To Dr. Bick:
In light of recent conversations with our managers and your February 4, 2021 memorandum, we would like to clarify our position regarding MAT. Our UAPD leadership has advised us that the state and the union are now entering the mediation process.
These discussions are necessary as we all grapple with the ethical, legal, and medical consequences of treating the incarcerated SUD patient by increasing the ease of their access to narcotics. Out of respect for this process, the undersigned CDCR physicians and surgeons are unable at this time to take over the writing of Suboxone prescriptions and, more importantly, are unable to prescribe Suboxone within a flawed program that jeopardizes patients and providers.
We, physicians and surgeons, are dedicated to the care of our patients. We have the responsibility to draw upon our knowledge and skills as physicians and to exercise our professional judgment in good faith in all decisions regarding patient care, including decisions to prescribe medications under the authority of our medical licenses. We each are aware that if asked or directed to prescribe any medication, we must nevertheless take care in each instance to determine whether we believe the prescription is consistent with caring for the health and safety of the patient, and whether it is consistent with our oath to do no harm. We will continue to discharge our responsibilities to our patients in good faith.

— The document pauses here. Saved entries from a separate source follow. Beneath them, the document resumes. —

use glam::{EulerRot, Quat, Vec3};

/// Raw sensor reading streamed by the Blueboy board.
///
/// Values are passed through exactly as the device sent them: no unit
/// conversion, no range checks.
#[derive(Debug, Clone, Copy, PartialEq)]
pub struct ImuSample {
    /// Magnetic field (uT).
    pub mag: Vec3,
    /// Linear acceleration (m/s^2).
    pub accel: Vec3,
    /// Angular velocity (rad/s).
    pub gyro: Vec3,
}

/// Fused orientation output from the sensor fusion filter.
#[derive(Debug, Clone, Copy, PartialEq)]
pub struct Orientation {
    /// Orientation as a unit quaternion.
    pub quaternion: Quat,
}

impl Orientation {
    /// Quaternion components in scalar-first order: `[w, x, y, z]`.
    pub fn components(&self) -> [f32; 4] {
        let q = self.quaternion;
        [q.w, q.x, q.y, q.z]
    }

    /// Roll, pitch and yaw in radians (ZYX sequence).
    pub fn euler_angles(&self) -> (f32, f32, f32) {
        let (yaw, pitch, roll) = self.quaternion.to_euler(EulerRot::ZYX);
        (roll, pitch, yaw)
    }
}

impl Default for Orientation {
    fn default() -> Self {
        Self {
            quaternion: Quat::IDENTITY,
        }
    }
}
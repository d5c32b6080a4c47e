use anyhow::{bail, Result};
use blueboy_config::AppConfig;
use blueboy_imu::connection::ConnectionState;
use blueboy_imu::ImuClient;
use std::time::Duration;
use tracing::{info, warn};

/// How often the latest orientation is printed.
const REPORT_INTERVAL: Duration = Duration::from_secs(1);

#[tokio::main]
async fn main() -> Result<()> {
    // Initialize logging.
    tracing_subscriber::fmt()
        .with_env_filter(
            tracing_subscriber::EnvFilter::try_from_default_env()
                .unwrap_or_else(|_| "blueboy_monitor=info,blueboy_imu=info".into()),
        )
        .init();

    info!("Blueboy attitude monitor starting");

    // Load config.
    let config = blueboy_config::load_config().unwrap_or_else(|e| {
        warn!(?e, "Failed to load config, using defaults");
        AppConfig::default()
    });

    let port = std::env::args().nth(1);
    let serial = config.serial_settings(port);
    let options = config.session_options()?;
    info!(
        port = %serial.port,
        period_ms = options.period_ms,
        beta = options.filter.beta,
        fusion = ?options.filter.mode,
        "Config loaded"
    );

    let client = ImuClient::connect(serial, options)?;
    let result = report_until_interrupted(&client).await;

    info!(stats = ?client.stats(), "Shutting down");
    client.shutdown();
    result
}

/// Log the latest orientation until Ctrl-C or the connection gives up.
async fn report_until_interrupted(client: &ImuClient) -> Result<()> {
    let mut ticker = tokio::time::interval(REPORT_INTERVAL);
    let ctrl_c = tokio::signal::ctrl_c();
    tokio::pin!(ctrl_c);

    loop {
        tokio::select! {
            result = &mut ctrl_c => {
                result?;
                info!("Interrupted");
                return Ok(());
            }
            _ = ticker.tick() => {
                match client.connection_state() {
                    ConnectionState::Connected => {
                        let orientation = client.orientation();
                        let [w, x, y, z] = orientation.components();
                        let (roll, pitch, yaw) = orientation.euler_angles();
                        info!(
                            w, x, y, z,
                            roll = roll.to_degrees(),
                            pitch = pitch.to_degrees(),
                            yaw = yaw.to_degrees(),
                            "Orientation"
                        );
                    }
                    ConnectionState::Failed { reason } => bail!("IMU connection failed: {reason}"),
                    state => info!(?state, "Waiting for IMU"),
                }
            }
        }
    }
}
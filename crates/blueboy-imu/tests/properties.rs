use blueboy_imu::fusion::{self, FilterParams, FusionMode, OrientationState};
use blueboy_imu::protocol::{
    decode_sample, encode_sample, Frame, FrameSynchronizer, SAMPLE_COMMAND, SYNC_MARKER,
};
use blueboy_imu::types::ImuSample;
use glam::Vec3;
use nalgebra::Vector3;
use proptest::prelude::*;
use std::io::Cursor;

fn contains_marker(bytes: &[u8]) -> bool {
    bytes.windows(SYNC_MARKER.len()).any(|w| w == SYNC_MARKER)
}

fn vec3_bits() -> impl Strategy<Value = Vec3> {
    prop::array::uniform3(any::<u32>()).prop_map(|[x, y, z]| {
        Vec3::new(f32::from_bits(x), f32::from_bits(y), f32::from_bits(z))
    })
}

/// Finite readings, with whole vectors sometimes forced to zero.
fn reading(scale: f64) -> impl Strategy<Value = Vector3<f64>> {
    prop_oneof![
        1 => Just(Vector3::zeros()),
        6 => prop::array::uniform3(-scale..scale).prop_map(Vector3::from),
    ]
}

proptest! {
    #[test]
    fn resyncs_after_any_garbage(
        garbage in prop::collection::vec(any::<u8>(), 0..256),
        payload in prop::collection::vec(any::<u8>(), 0..64),
        command in any::<u8>(),
    ) {
        // The suffix of the garbage plus the start of the marker must not
        // form a marker earlier than the real one.
        let mut head = garbage.clone();
        head.extend_from_slice(&SYNC_MARKER[..3]);
        prop_assume!(!contains_marker(&head));

        let frame = Frame::new(command, payload);
        let mut stream = garbage.clone();
        stream.extend(frame.to_bytes().unwrap());

        let mut sync = FrameSynchronizer::new(Cursor::new(stream));
        prop_assert_eq!(sync.next_frame().unwrap(), frame);
        prop_assert_eq!(sync.stats().discarded_bytes, garbage.len() as u64);
    }

    #[test]
    fn sample_bits_survive_decoding(mag in vec3_bits(), accel in vec3_bits(), gyro in vec3_bits()) {
        let sample = ImuSample { mag, accel, gyro };
        let decoded = decode_sample(&Frame::new(SAMPLE_COMMAND, encode_sample(&sample))).unwrap();

        let bits = |s: &ImuSample| -> Vec<u32> {
            [s.mag, s.accel, s.gyro]
                .iter()
                .flat_map(|v| v.to_array())
                .map(f32::to_bits)
                .collect()
        };
        prop_assert_eq!(bits(&decoded), bits(&sample));
    }

    #[test]
    fn estimate_stays_unit_norm(
        steps in prop::collection::vec((reading(10.0), reading(20.0), reading(100.0)), 1..50),
        marg in any::<bool>(),
        beta in 0.0f64..1.0,
    ) {
        let params = FilterParams {
            beta,
            mode: if marg { FusionMode::Marg } else { FusionMode::Imu },
        };
        let mut state = OrientationState::identity();
        for (gyro, accel, mag) in &steps {
            state = fusion::update(state, gyro, accel, Some(mag), &params, 0.05);
            prop_assert!((state.quaternion().norm() - 1.0).abs() < 1e-9);
        }
    }
}
pub mod connection;
pub mod control;
pub mod fusion;
pub mod protocol;
pub mod serial;
pub mod session;
pub mod types;

use connection::{connect_with_retry, ConnectionError, ConnectionState, StopSignal};
use serial::SerialSettings;
use session::{ImuCommand, Pipeline, SessionCounters, SessionError, SessionOptions, SessionStats};
use std::io::{self, Read, Write};
use std::sync::Arc;
use std::thread::JoinHandle;
use tokio::sync::{mpsc, watch};
use types::Orientation;

/// Client for the Blueboy attitude board.
///
/// Opens the serial link, resynchronizes the frame stream, runs Madgwick
/// sensor fusion on a dedicated thread, and publishes the latest orientation.
pub struct ImuClient {
    orientation_rx: watch::Receiver<Orientation>,
    state_rx: watch::Receiver<ConnectionState>,
    command_tx: mpsc::UnboundedSender<ImuCommand>,
    counters: Arc<SessionCounters>,
    stop: StopSignal,
    thread: Option<JoinHandle<()>>,
}

impl ImuClient {
    /// Connect to the board on a serial port and start processing.
    ///
    /// Returns immediately; connection progress is visible through
    /// [`ImuClient::connection_state`].
    pub fn connect(
        settings: SerialSettings,
        options: SessionOptions,
    ) -> Result<Self, SessionError> {
        let target = settings.port.clone();
        Self::connect_with(target, options, move |stop| serial::open(&settings, stop.clone()))
    }

    /// Start processing over a caller-provided transport.
    ///
    /// `open` is called on the acquisition thread for every (re)connection
    /// attempt and returns the read and write halves of a fresh link.
    pub fn connect_with<R, W, F>(
        target: impl Into<String>,
        options: SessionOptions,
        open: F,
    ) -> Result<Self, SessionError>
    where
        R: Read,
        W: Write,
        F: FnMut(&StopSignal) -> io::Result<(R, W)> + Send + 'static,
    {
        options.validate()?;
        let target = target.into();
        tracing::info!(%target, period_ms = options.period_ms, "Starting Blueboy IMU client");

        let (orientation_tx, orientation_rx) = watch::channel(Orientation::default());
        let (state_tx, state_rx) = watch::channel(ConnectionState::Disconnected);
        let (command_tx, command_rx) = mpsc::unbounded_channel();
        let counters = Arc::new(SessionCounters::default());
        let stop = StopSignal::new();

        let pipeline = Pipeline::with_counters(&options, orientation_tx, counters.clone());
        let loop_stop = stop.clone();
        let thread = std::thread::Builder::new()
            .name("blueboy-imu-reader".into())
            .spawn(move || {
                acquisition_loop(target, options, open, pipeline, state_tx, command_rx, loop_stop)
            })
            .map_err(SessionError::Spawn)?;

        Ok(Self {
            orientation_rx,
            state_rx,
            command_tx,
            counters,
            stop,
            thread: Some(thread),
        })
    }

    /// Get the latest fused orientation (non-blocking).
    pub fn orientation(&self) -> Orientation {
        *self.orientation_rx.borrow()
    }

    /// A receiver for sinks that live elsewhere.
    pub fn subscribe(&self) -> watch::Receiver<Orientation> {
        self.orientation_rx.clone()
    }

    pub fn connection_state(&self) -> ConnectionState {
        self.state_rx.borrow().clone()
    }

    pub fn stats(&self) -> SessionStats {
        self.counters.snapshot()
    }

    /// Set current orientation as the zero reference.
    pub fn set_zero(&self) {
        let _ = self.command_tx.send(ImuCommand::SetZero);
    }

    /// Restart gyro bias calibration.
    pub fn recalibrate(&self, samples: u32) {
        let _ = self.command_tx.send(ImuCommand::Recalibrate(samples));
    }

    /// Stop the acquisition loop and wait for it to exit.
    pub fn shutdown(mut self) {
        self.stop.request();
        if let Some(thread) = self.thread.take() {
            if thread.join().is_err() {
                tracing::error!("IMU acquisition thread panicked");
            }
        }
    }
}

impl Drop for ImuClient {
    fn drop(&mut self) {
        self.stop.request();
    }
}

/// Background thread: connect, stream, fuse, publish; reconnect on failure.
fn acquisition_loop<R, W, F>(
    target: String,
    options: SessionOptions,
    mut open: F,
    mut pipeline: Pipeline,
    state_tx: watch::Sender<ConnectionState>,
    mut command_rx: mpsc::UnboundedReceiver<ImuCommand>,
    stop: StopSignal,
) where
    R: Read,
    W: Write,
    F: FnMut(&StopSignal) -> io::Result<(R, W)>,
{
    loop {
        let link = connect_with_retry(
            &target,
            &options.retry,
            &stop,
            |state| {
                state_tx.send_replace(state);
            },
            || open(&stop),
        );

        let (reader, writer) = match link {
            Ok(link) => link,
            Err(ConnectionError::Stopped { .. }) => {
                state_tx.send_replace(ConnectionState::Disconnected);
                return;
            }
            Err(e) => {
                tracing::error!(%e, "Giving up on IMU connection");
                state_tx.send_replace(ConnectionState::Failed {
                    reason: e.to_string(),
                });
                return;
            }
        };

        pipeline.counters().connected();
        tracing::info!(%target, "Connected to Blueboy IMU");

        match session::run_link(reader, writer, &mut pipeline, &options, &stop, &mut command_rx) {
            Ok(()) => {
                tracing::info!(stats = ?pipeline.stats(), "IMU session stopped");
                state_tx.send_replace(ConnectionState::Disconnected);
                return;
            }
            Err(e) if options.reconnect && !stop.is_requested() => {
                tracing::warn!(%e, "IMU link lost, reconnecting");
                state_tx.send_replace(ConnectionState::Disconnected);
            }
            Err(e) => {
                tracing::error!(%e, "IMU link lost");
                state_tx.send_replace(ConnectionState::Failed {
                    reason: e.to_string(),
                });
                return;
            }
        }
    }
}
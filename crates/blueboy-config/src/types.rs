use anyhow::{bail, Result};
use blueboy_imu::connection::RetryPolicy;
use blueboy_imu::control::command;
use blueboy_imu::fusion::{FilterParams, FusionMode, OrientationState, DEFAULT_BETA};
use blueboy_imu::protocol::FramingMode;
use blueboy_imu::serial::{default_port, SerialSettings};
use blueboy_imu::session::{SessionOptions, Timing};
use serde::{Deserialize, Serialize};
use std::time::Duration;

#[derive(Debug, Clone, Default, PartialEq, Serialize, Deserialize)]
#[serde(default)]
pub struct AppConfig {
    pub serial: SerialConfig,
    pub stream: StreamConfig,
    pub filter: FilterConfig,
    pub framing: FramingConfig,
    pub connection: ConnectionConfig,
}

impl AppConfig {
    /// Serial settings, with `port_override` (usually from the command line)
    /// taking precedence over the configured port.
    pub fn serial_settings(&self, port_override: Option<String>) -> SerialSettings {
        SerialSettings {
            port: port_override.unwrap_or_else(|| self.serial.port.clone()),
            baud_rate: self.serial.baud_rate,
            read_timeout: Duration::from_millis(self.serial.read_timeout_ms),
        }
    }

    /// Session options for the IMU client. The fusion interval is always the
    /// streaming period.
    pub fn session_options(&self) -> Result<SessionOptions> {
        if !(self.filter.beta.is_finite() && self.filter.beta >= 0.0) {
            bail!("filter.beta must be a non-negative number, got {}", self.filter.beta);
        }

        let initial = match self.filter.initial_quaternion {
            Some([w, x, y, z]) => OrientationState::from_wxyz(w, x, y, z).ok_or_else(|| {
                anyhow::anyhow!("filter.initial_quaternion must be finite and non-zero")
            })?,
            None => OrientationState::identity(),
        };

        let framing = if self.framing.strict {
            FramingMode::Strict {
                max_length: self.framing.max_frame_length,
            }
        } else {
            FramingMode::Permissive
        };

        let options = SessionOptions {
            stream_mode: self.stream.mode,
            period_ms: self.stream.period_ms,
            reset_settle: Duration::from_millis(self.stream.reset_settle_ms),
            filter: FilterParams {
                beta: self.filter.beta,
                mode: match self.filter.fusion {
                    FusionConfig::Imu => FusionMode::Imu,
                    FusionConfig::Marg => FusionMode::Marg,
                },
            },
            timing: match self.filter.timing {
                TimingConfig::Fixed => Timing::Fixed,
                TimingConfig::Measured => Timing::Measured,
            },
            calibration_samples: self.filter.calibration_samples,
            initial,
            framing,
            retry: RetryPolicy {
                initial_backoff: Duration::from_millis(self.connection.initial_backoff_ms),
                max_backoff: Duration::from_millis(self.connection.max_backoff_ms),
                max_attempts: self.connection.max_attempts,
            },
            reconnect: self.connection.reconnect,
        };
        options.validate()?;
        Ok(options)
    }
}

#[derive(Debug, Clone, PartialEq, Eq, Serialize, Deserialize)]
#[serde(default)]
pub struct SerialConfig {
    /// Port name, e.g. `COM4` or `/dev/ttyACM0`.
    pub port: String,
    pub baud_rate: u32,
    /// How often an idle read wakes up to check for shutdown.
    pub read_timeout_ms: u64,
}

impl Default for SerialConfig {
    fn default() -> Self {
        Self {
            port: default_port().to_owned(),
            baud_rate: 9600,
            read_timeout_ms: 100,
        }
    }
}

#[derive(Debug, Clone, PartialEq, Eq, Serialize, Deserialize)]
#[serde(default)]
pub struct StreamConfig {
    /// Stream selector sent with `begin`: 0x10 for the on-board sensor, 0x20 for the test sensor.
    pub mode: u8,
    /// Sample period requested from the board, in milliseconds. Also the fusion interval.
    pub period_ms: u16,
    /// Time the board needs after a reset before it accepts `begin`.
    pub reset_settle_ms: u64,
}

impl Default for StreamConfig {
    fn default() -> Self {
        Self {
            mode: command::BEGIN_OWN_ATTITUDE,
            period_ms: 50,
            reset_settle_ms: 3000,
        }
    }
}

#[derive(Debug, Clone, PartialEq, Serialize, Deserialize)]
#[serde(default)]
pub struct FilterConfig {
    /// Madgwick filter gain. Higher = faster convergence, more accelerometer noise.
    pub beta: f64,
    pub fusion: FusionConfig,
    pub timing: TimingConfig,
    /// Stationary samples averaged into a gyro bias at startup. 0 disables calibration.
    pub calibration_samples: u32,
    /// Starting orientation as `[w, x, y, z]`; identity when absent.
    pub initial_quaternion: Option<[f64; 4]>,
}

impl Default for FilterConfig {
    fn default() -> Self {
        Self {
            beta: DEFAULT_BETA,
            fusion: FusionConfig::Imu,
            timing: TimingConfig::Fixed,
            calibration_samples: 0,
            initial_quaternion: None,
        }
    }
}

#[derive(Debug, Clone, Copy, PartialEq, Eq, Serialize, Deserialize)]
#[serde(rename_all = "lowercase")]
pub enum FusionConfig {
    /// Gyroscope and accelerometer only.
    Imu,
    /// Gyroscope, accelerometer and magnetometer.
    Marg,
}

#[derive(Debug, Clone, Copy, PartialEq, Eq, Serialize, Deserialize)]
#[serde(rename_all = "lowercase")]
pub enum TimingConfig {
    Fixed,
    Measured,
}

#[derive(Debug, Clone, PartialEq, Eq, Serialize, Deserialize)]
#[serde(default)]
pub struct FramingConfig {
    /// Reject frames whose declared length exceeds `max_frame_length`.
    pub strict: bool,
    pub max_frame_length: u16,
}

impl Default for FramingConfig {
    fn default() -> Self {
        Self {
            strict: false,
            max_frame_length: 256,
        }
    }
}

#[derive(Debug, Clone, PartialEq, Eq, Serialize, Deserialize)]
#[serde(default)]
pub struct ConnectionConfig {
    pub initial_backoff_ms: u64,
    pub max_backoff_ms: u64,
    /// Give up after this many failed opens. Unlimited when absent.
    pub max_attempts: Option<u32>,
    /// Reopen the port after the link drops mid-stream.
    pub reconnect: bool,
}

impl Default for ConnectionConfig {
    fn default() -> Self {
        Self {
            initial_backoff_ms: 250,
            max_backoff_ms: 4000,
            max_attempts: None,
            reconnect: true,
        }
    }
}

This said, we are committed to continuing to provide thoughtful and quality care to IPs in accordance with our licensure. In order to do so, we will participate in both mandatory and optional training. Finally, we deem it imperative that concrete reforms and improvements occur to the current ISUDT program so that it has the best chance of providing a positive outcome for IPs. We look forward to working with management to bring about these improvements and we will take the lead in advocating for our patients in this regard. We expect and welcome continued dialogue on this matter.